• Welcome to Autism Forums, a friendly forum to discuss Aspergers Syndrome, Autism, High Functioning Autism and related conditions.

    Your voice is missing! You will need to register to get access to the following site features:
    • Reply to discussions and create your own threads.
    • Our modern chat room. No add-ons or extensions required, just login and start chatting!
    • Private Member only forums for more serious discussions that you may wish to not have guests or search engines access to.
    • Your very own blog. Write about anything you like on your own individual blog.

    We hope to see you as a part of our community soon! Please also check us out @ https://www.twitter.com/aspiescentral

Did you have an identity shift?

Berkana

Well-Known Member
V.I.P Member
I was officially diagnosed with ASD a little over a month ago. While it was not even a little surprising to me, what I’ve been experiencing is. An … overturning of what I “knew” about my reality. I used to think I could read people and situations so well, I thought it was a strength of mine. The more I reflect and see things with my new knowledge and think back, the more I see how inaccurate I was about so many things. How wrong I was about how people felt, or if people were taking advantage of me, or how I came across in situations, etc. So much is coming back, and I see it with new eyes. I understand memory cannot really be trusted, but I’m noticing it in my current day-to-day as well.

I’ve had my reality flipped before and I think it’s healthy. However, I suppose I didn’t realize just how tightly I held onto my illusions. I’ve been wrong a million times before, but this feels different, this feels like I woke up one day and I wasn’t the character I thought I was. This shift is interesting to me, and I think ultimately a good thing for my life. This has helped me have less of a stranglehold on what I think is happening and allowed me to simply experience more situations without a preconceived idea, it’s been rather freeing. Hopefully, it will continue.

While I think most of us know we’re different from an early age, did you experience seeing things with a whole new perspective after finding out you were on the ASD, or did nothing really change for you?
 
Think l struggled with my identfy after serious bully behavior by my ex- husband. Now l stand up for myself probably more than l ever did.

Being on the spectrum for me now means it's okay to be alone. I don't need to explain that anymore.

It also means you can't push me around. My new identity is relaxed about who l am. But it took serious work getting here.
 
Diagnosed at 60, 11 years ago, so, my identity was set in stone. Knowing only made me understand myself better. Aaaaahhh, but from 14 to 28, I had to reassemble myself to just have agency.
 
Last edited:
My values are set in stone. Those values make up the core of my being. Interestingly, holding certain values dear does not actually mean you are good at them. So I am always measuring myself against those values which represent my ideal of who I am.

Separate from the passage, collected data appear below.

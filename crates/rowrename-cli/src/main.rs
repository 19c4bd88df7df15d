use rowrename_core::logging;

mod cli;

use crate::cli::CliCommand;

fn main() {
    // Initialize logging as early as possible; fall back to stderr if the log file is unusable.
    if let Err(err) = logging::init_logging() {
        logging::init_logging_stderr();
        tracing::warn!("file logging unavailable, using stderr: {:#}", err);
    }

    if let Err(err) = CliCommand::run_from_args() {
        eprintln!("rowrename error: {:#}", err);
        std::process::exit(1);
    }
}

I only figured out I am on the spectrum a few weeks ago. This core value system changed not at all. What has changed is seeing my "failures" from a different perspective. Instead of thinking I suck because I failed at something, I have a new point of view so I can try again with better technique and understanding.
 
Last edited:
It didn't change me or how I feel about myself.
Diagnosed in my mid 50's and now I'm 64, I am too set in my ways to even want to change
anything.
It did help me to understand many of my ways and the way I thought about life.
Now I understand the quirks that are a part of me and why I've been different.
I'm glad I was diagnosed for those reasons.
 
Yes, it did make me re-evaluate my life, experiences, difficulties, relationships and interactions with other people. Examining them in the context of my Asperger's diagnosis, a lot of them made more sense. I'm now more likely to accept myself being the way I am and less likely to mask or want to fit in, but other than that, I'm still the same person.
 
Nothing really changed. I had decided long ago that my judgment of other people's intent - and how I thought they viewed me - was way off. Too often there was a big difference between what I thought and what it actually turned out to be. The only possible conclusion is that I was missing what was really going on.
 
Yes I definitely saw myself and my life differently when I understood about ASD1/Aspergers. It was a very useful explanation and context for understanding some of my life experiences and struggles. Also I have re-evaluated some of what I thought I knew about myself.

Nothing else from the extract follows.